■ Your instructions:
Find every line below with the string "controller" and pick it out.

____ Data

//! Runtime configuration of the controller.

use std::time::Duration;

use thiserror::Error;

use crate::key::ObjectKey;
use crate::queue::{DEFAULT_RATE_LIMIT_BASE, DEFAULT_RATE_LIMIT_MAX};

#[derive(Debug, Clone, PartialEq, Eq, Error)]
pub enum ConfigError {
    #[error("scope namespace is empty")]
    EmptyNamespace,

    #[error("scope name is empty")]
    EmptyName,

    #[error("owner uid is empty")]
    EmptyOwnerUid,

    #[error("at least one worker is required")]
    NoWorkers,

    #[error("{0} must be greater than zero")]
    ZeroDuration(&'static str),

    #[error("rate limit base {base:?} exceeds max {max:?}")]
    RateLimitOrder { base: Duration, max: Duration },
}

/// The single object this process is responsible for.
#[derive(Debug, Clone, PartialEq, Eq)]
pub struct Scope {
    pub namespace: String,
    pub name: String,
}

impl Scope {
    pub fn new(namespace: impl Into<String>, name: impl Into<String>) -> Self {
        Self {
            namespace: namespace.into(),
            name: name.into(),
        }
    }

    pub fn key(&self) -> ObjectKey {
        ObjectKey::new(&self.namespace, &self.name)
    }

    pub fn contains(&self, key: &ObjectKey) -> bool {
        key.namespace == self.namespace && key.name == self.name
    }
}

/// The `Node` that owns the inventory object.
#[derive(Debug, Clone, PartialEq, Eq)]
pub struct OwnerConfig {
    pub name: String,
    pub uid: String,
    /// Value of the owner reference's `controller` flag.
    pub controller: bool,
}

#[derive(Debug, Clone)]
pub struct Config {
    pub scope: Scope,
    pub owner: OwnerConfig,
    pub workers: usize,
    pub resync_interval: Duration,
    pub cache_sync_timeout: Duration,
    /// Upper bound of every backend call made while reconciling.
    pub call_timeout: Duration,
    pub rate_limit_base: Duration,
    pub rate_limit_max: Duration,
}

impl Config {
    /// Config for `namespace/name`, owned by the node of the same name, with
    /// default timings.
    pub fn new(
        namespace: impl Into<String>,
        name: impl Into<String>,
        owner_uid: impl Into<String>,
    ) -> Self {
        let scope = Scope::new(namespace, name);
        let owner = OwnerConfig {
            name: scope.name.clone(),
            uid: owner_uid.into(),
            controller: true,
        };
        Self {
            scope,
            owner,
            workers: 1,
            resync_interval: Duration::from_secs(60),
            cache_sync_timeout: Duration::from_secs(30),
            call_timeout: Duration::from_secs(10),
            rate_limit_base: DEFAULT_RATE_LIMIT_BASE,
            rate_limit_max: DEFAULT_RATE_LIMIT_MAX,
        }
    }

    pub fn validate(&self) -> Result<(), ConfigError> {
        if self.scope.namespace.is_empty() {
            return Err(ConfigError::EmptyNamespace);
        }
        if self.scope.name.is_empty() {
            return Err(ConfigError::EmptyName);
        }
        if self.owner.uid.is_empty() {
            return Err(ConfigError::EmptyOwnerUid);
        }
        if self.workers == 0 {
            return Err(ConfigError::NoWorkers);
        }

        for (field, value) in [
            ("resync interval", self.resync_interval),
            ("cache sync timeout", self.cache_sync_timeout),
            ("call timeout", self.call_timeout),
            ("rate limit base", self.rate_limit_base),
        ] {
            if value.is_zero() {
                return Err(ConfigError::ZeroDuration(field));
            }
        }

        if self.rate_limit_base > self.rate_limit_max {
            return Err(ConfigError::RateLimitOrder {
                base: self.rate_limit_base,
                max: self.rate_limit_max,
            });
        }
        Ok(())
    }
}

#[cfg(test)]
mod tests {
    use super::*;

    #[test]
    fn test_defaults_are_valid() {
        let config = Config::new("openebs", "node-1", "uid-1");
        assert_eq!(config.validate(), Ok(()));
        assert_eq!(config.owner.name, "node-1");
        assert!(config.owner.controller);
        assert_eq!(config.scope.key(), ObjectKey::new("openebs", "node-1"));
    }

    #[test]
    fn test_validate_rejects_bad_values() {
        let mut config = Config::new("", "node-1", "uid-1");
        assert_eq!(config.validate(), Err(ConfigError::EmptyNamespace));

        config = Config::new("openebs", "node-1", "");
        assert_eq!(config.validate(), Err(ConfigError::EmptyOwnerUid));

        config = Config::new("openebs", "node-1", "uid-1");
        config.workers = 0;
        assert_eq!(config.validate(), Err(ConfigError::NoWorkers));

        config = Config::new("openebs", "node-1", "uid-1");
        config.call_timeout = Duration::ZERO;
        assert_eq!(
            config.validate(),
            Err(ConfigError::ZeroDuration("call timeout"))
        );

        config = Config::new("openebs", "node-1", "uid-1");
        config.rate_limit_base = Duration::from_secs(10);
        config.rate_limit_max = Duration::from_secs(1);
        assert!(matches!(
            config.validate(),
            Err(ConfigError::RateLimitOrder { .. })
        ));
    }

    #[test]
    fn test_scope_contains() {
        let scope = Scope::new("openebs", "node-1");
        assert!(scope.contains(&ObjectKey::new("openebs", "node-1")));
        assert!(!scope.contains(&ObjectKey::new("openebs", "node-2")));
        assert!(!scope.contains(&ObjectKey::new("default", "node-1")));
    }
}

________

■ Solution to this exercise:
//! Runtime configuration of the controller.
    /// Value of the owner reference's `controller` flag.
    pub controller: bool,
            controller: true,
        assert!(config.owner.controller);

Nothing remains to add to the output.